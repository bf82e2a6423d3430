//! Application-facing socket handed out when a session opens.

use crate::session::Command;
use crate::SessionError;
use std::fmt;
use std::sync::Arc;
use tokio::sync::mpsc;

/// Receives every session that completes its handshake.
///
/// Called from the session's own task, so implementations should hand the
/// socket off (typically with `tokio::spawn`) instead of blocking.
pub trait ConnectionHandler: Send + Sync + 'static {
    /// A new session is open
    fn on_connection(&self, socket: SockJsSocket);
}

impl<F> ConnectionHandler for F
where
    F: Fn(SockJsSocket) + Send + Sync + 'static,
{
    fn on_connection(&self, socket: SockJsSocket) {
        self(socket)
    }
}

/// Cloneable outbound half of a socket
#[derive(Clone)]
pub struct SocketWriter {
    id: Arc<str>,
    commands: mpsc::UnboundedSender<Command>,
}

impl SocketWriter {
    pub(crate) fn new(id: Arc<str>, commands: mpsc::UnboundedSender<Command>) -> Self {
        Self { id, commands }
    }

    /// Session id
    pub fn id(&self) -> &str {
        &self.id
    }

    /// Queue a message for delivery to the client
    pub fn write(&self, message: impl Into<String>) -> Result<(), SessionError> {
        self.commands
            .send(Command::Send(message.into()))
            .map_err(|_| SessionError::Closed(self.id.to_string()))
    }

    /// Close the session; the client receives `c[3000,"Go away!"]`
    pub fn close(&self) {
        let _ = self.commands.send(Command::Close {
            code: sockjs_wire::CLOSE_GO_AWAY,
            reason: sockjs_wire::CLOSE_GO_AWAY_REASON.to_string(),
        });
    }

    /// Whether the session has shut down
    pub fn is_closed(&self) -> bool {
        self.commands.is_closed()
    }
}

impl fmt::Debug for SocketWriter {
    fn fmt(&self, f: &mut fmt::Formatter<'_>) -> fmt::Result {
        f.debug_struct("SocketWriter").field("id", &self.id).finish()
    }
}

/// Duplex handle to one open session
#[derive(Debug)]
pub struct SockJsSocket {
    writer: SocketWriter,
    inbound: mpsc::UnboundedReceiver<String>,
}

impl SockJsSocket {
    pub(crate) fn new(writer: SocketWriter, inbound: mpsc::UnboundedReceiver<String>) -> Self {
        Self { writer, inbound }
    }

    /// Session id
    pub fn id(&self) -> &str {
        self.writer.id()
    }

    /// Queue a message for delivery to the client
    pub fn write(&self, message: impl Into<String>) -> Result<(), SessionError> {
        self.writer.write(message)
    }

    /// Close the session
    pub fn close(&self) {
        self.writer.close()
    }

    /// Next message from the client, in send order; `None` once the session
    /// is closed and all buffered messages were read
    pub async fn recv(&mut self) -> Option<String> {
        self.inbound.recv().await
    }

    /// Clone the outbound half, e.g. to write from another task
    pub fn writer(&self) -> SocketWriter {
        self.writer.clone()
    }
}
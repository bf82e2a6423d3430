//! HTTP transports for the SockJS gateway.
//!
//! Mounts XHR polling, XHR streaming, and JSONP under a base path as an
//! `axum` router. Every route addresses a session as
//! `<prefix>/<server-id>/<session-id>/<transport>`; receive routes create
//! the session on first contact, send routes only reach existing sessions.
//!
//! ## Example
//!
//! ```rust,no_run
//! use sockjs_http::{SockJsServer, TransportConfig};
//! use sockjs_session::{ConnectionHandler, SockJsSocket};
//! use std::sync::Arc;
//!
//! # async fn example() -> anyhow::Result<()> {
//! let handler: Arc<dyn ConnectionHandler> = Arc::new(|mut socket: SockJsSocket| {
//!     tokio::spawn(async move {
//!         while let Some(message) = socket.recv().await {
//!             let _ = socket.write(message);
//!         }
//!     });
//! });
//!
//! let server = SockJsServer::new(TransportConfig::default(), handler);
//! server
//!     .serve("127.0.0.1:8080".parse()?, async {
//!         let _ = tokio::signal::ctrl_c().await;
//!     })
//!     .await
//! # }
//! ```

#![warn(missing_docs)]
#![warn(clippy::all)]

pub mod error;
pub mod headers;
pub mod jsonp;
pub mod server;
pub mod xhr;

pub use error::SendError;
pub use server::{SockJsServer, TransportConfig, TransportState};
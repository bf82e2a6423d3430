//! Listeners: the live binding between a session and one in-flight response.
//!
//! Every transport style is a [`ListenerKind`] variant rather than its own
//! type; they share the capability set `send_frame` / `close` and differ only
//! in framing and in when they end the response.
//!
//! - `Polling` writes `<frame>\n` and ends the response after one frame.
//! - `Streaming` writes a prelude once, then `<frame>\n` per call, ending the
//!   response when the byte budget is used up.
//! - `JsonP` writes `callback("<escaped frame>");\r\n` and ends after one frame.

use crate::response::ResponseWriter;
use bytes::Bytes;
use sockjs_wire::{wrap_jsonp, Frame};
use tokio::task::JoinHandle;
use tracing::debug;

/// Content type of every frame-carrying response
pub const JAVASCRIPT_CONTENT_TYPE: &str = "application/javascript; charset=UTF-8";

/// Cache-Control sent with frame-carrying responses
pub const NO_CACHE: &str = "no-store, no-cache, must-revalidate, max-age=0";

/// Prelude length: 2048 filler bytes plus a newline
pub const STREAMING_PRELUDE_LEN: usize = 2048 + 1;

const fn build_prelude() -> [u8; STREAMING_PRELUDE_LEN] {
    let mut bytes = [b'h'; STREAMING_PRELUDE_LEN];
    bytes[STREAMING_PRELUDE_LEN - 1] = b'\n';
    bytes
}

/// Filler written before the first streamed frame so browsers start
/// processing the response incrementally
pub static STREAMING_PRELUDE: [u8; STREAMING_PRELUDE_LEN] = build_prelude();

/// Transport style of a listener
#[derive(Debug, Clone, PartialEq, Eq)]
pub enum ListenerKind {
    /// One frame per response (XHR polling)
    Polling,
    /// Many frames per response, bounded by a byte budget (XHR streaming)
    Streaming {
        /// Frame bytes after which the response is ended
        max_bytes: usize,
    },
    /// One frame per response, wrapped in a JavaScript callback
    JsonP {
        /// Name of the client-side callback
        callback: String,
    },
}

/// Binding of a session to one HTTP response
#[derive(Debug)]
pub struct Listener {
    kind: ListenerKind,
    writer: ResponseWriter,
    headers: Vec<(String, String)>,
    bytes_sent: usize,
    closed: bool,
    close_hook: Option<JoinHandle<()>>,
}

impl Listener {
    /// Create a listener; `headers` are added to the response head on the
    /// first frame, after the content type and cache headers
    pub fn new(kind: ListenerKind, writer: ResponseWriter, headers: Vec<(String, String)>) -> Self {
        Self {
            kind,
            writer,
            headers,
            bytes_sent: 0,
            closed: false,
            close_hook: None,
        }
    }

    /// Polling listener
    pub fn polling(writer: ResponseWriter, headers: Vec<(String, String)>) -> Self {
        Self::new(ListenerKind::Polling, writer, headers)
    }

    /// Streaming listener with a byte budget
    pub fn streaming(writer: ResponseWriter, headers: Vec<(String, String)>, max_bytes: usize) -> Self {
        Self::new(ListenerKind::Streaming { max_bytes }, writer, headers)
    }

    /// Callback-wrapped listener
    pub fn jsonp(
        writer: ResponseWriter,
        headers: Vec<(String, String)>,
        callback: impl Into<String>,
    ) -> Self {
        Self::new(
            ListenerKind::JsonP {
                callback: callback.into(),
            },
            writer,
            headers,
        )
    }

    /// Transport style
    pub fn kind(&self) -> &ListenerKind {
        &self.kind
    }

    /// Frame bytes written so far (prelude excluded)
    pub fn bytes_sent(&self) -> usize {
        self.bytes_sent
    }

    /// Whether the listener has ended its response
    pub fn is_closed(&self) -> bool {
        self.closed
    }

    /// Render and transmit one frame.
    ///
    /// Returns `false` when the frame could not be handed to the HTTP layer
    /// because the connection was already gone; the listener is closed in
    /// that case. A polling listener also closes itself after a successful
    /// send, a streaming one once its budget is reached.
    pub fn send_frame(&mut self, frame: &Frame) -> bool {
        if self.closed {
            return false;
        }

        if !self.writer.head_written() {
            self.prepare_head();
            if let ListenerKind::Streaming { .. } = self.kind {
                if self
                    .writer
                    .write(Bytes::from_static(&STREAMING_PRELUDE))
                    .is_err()
                {
                    return self.connection_gone();
                }
            }
        }

        let chunk = match &self.kind {
            ListenerKind::Polling | ListenerKind::Streaming { .. } => frame.encode_line(),
            ListenerKind::JsonP { callback } => Bytes::from(wrap_jsonp(callback, &frame.encode())),
        };
        let len = chunk.len();

        if self.writer.write(chunk).is_err() {
            return self.connection_gone();
        }
        self.bytes_sent += len;

        let done = match self.kind {
            ListenerKind::Polling | ListenerKind::JsonP { .. } => true,
            ListenerKind::Streaming { max_bytes } => self.bytes_sent >= max_bytes,
        };
        if done {
            self.close();
        }
        true
    }

    /// End the response and stop watching for disconnects. Idempotent.
    ///
    /// A response that never carried a frame still gets the full head.
    pub fn close(&mut self) {
        if self.closed {
            return;
        }
        self.closed = true;
        if let Some(hook) = self.close_hook.take() {
            hook.abort();
        }
        if !self.writer.head_written() {
            self.prepare_head();
        }
        self.writer.end();
    }

    /// Run `on_gone` if the client drops the response before the listener
    /// closes it. The hook is cancelled by [`close`](Self::close).
    pub fn watch_close<F>(&mut self, on_gone: F)
    where
        F: FnOnce() + Send + 'static,
    {
        if self.closed {
            return;
        }
        if let Some(notifier) = self.writer.take_close_notifier() {
            self.close_hook = Some(tokio::spawn(async move {
                notifier.closed().await;
                on_gone();
            }));
        }
    }

    fn prepare_head(&mut self) {
        self.writer.put_header("Content-Type", JAVASCRIPT_CONTENT_TYPE);
        self.writer.put_header("Cache-Control", NO_CACHE);
        for (name, value) in self.headers.drain(..) {
            self.writer.put_header(name, value);
        }
    }

    fn connection_gone(&mut self) -> bool {
        debug!("Response closed by peer before frame was written");
        self.close();
        false
    }
}

impl Drop for Listener {
    fn drop(&mut self) {
        self.close();
    }
}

:::

WHAT THE EXERCISE ASKS
Look above for the line containing "self.writer.write(message)" and the line containing "pub async fn". Transcribe both, with the lines between them, exactly.

ANSWER BELOW
        self.writer.write(message)
    }

    /// Close the session
    pub fn close(&self) {
        self.writer.close()
    }

    /// Next message from the client, in send order; `None` once the session
    /// is closed and all buffered messages were read
    pub async fn recv(&mut self) -> Option<String> {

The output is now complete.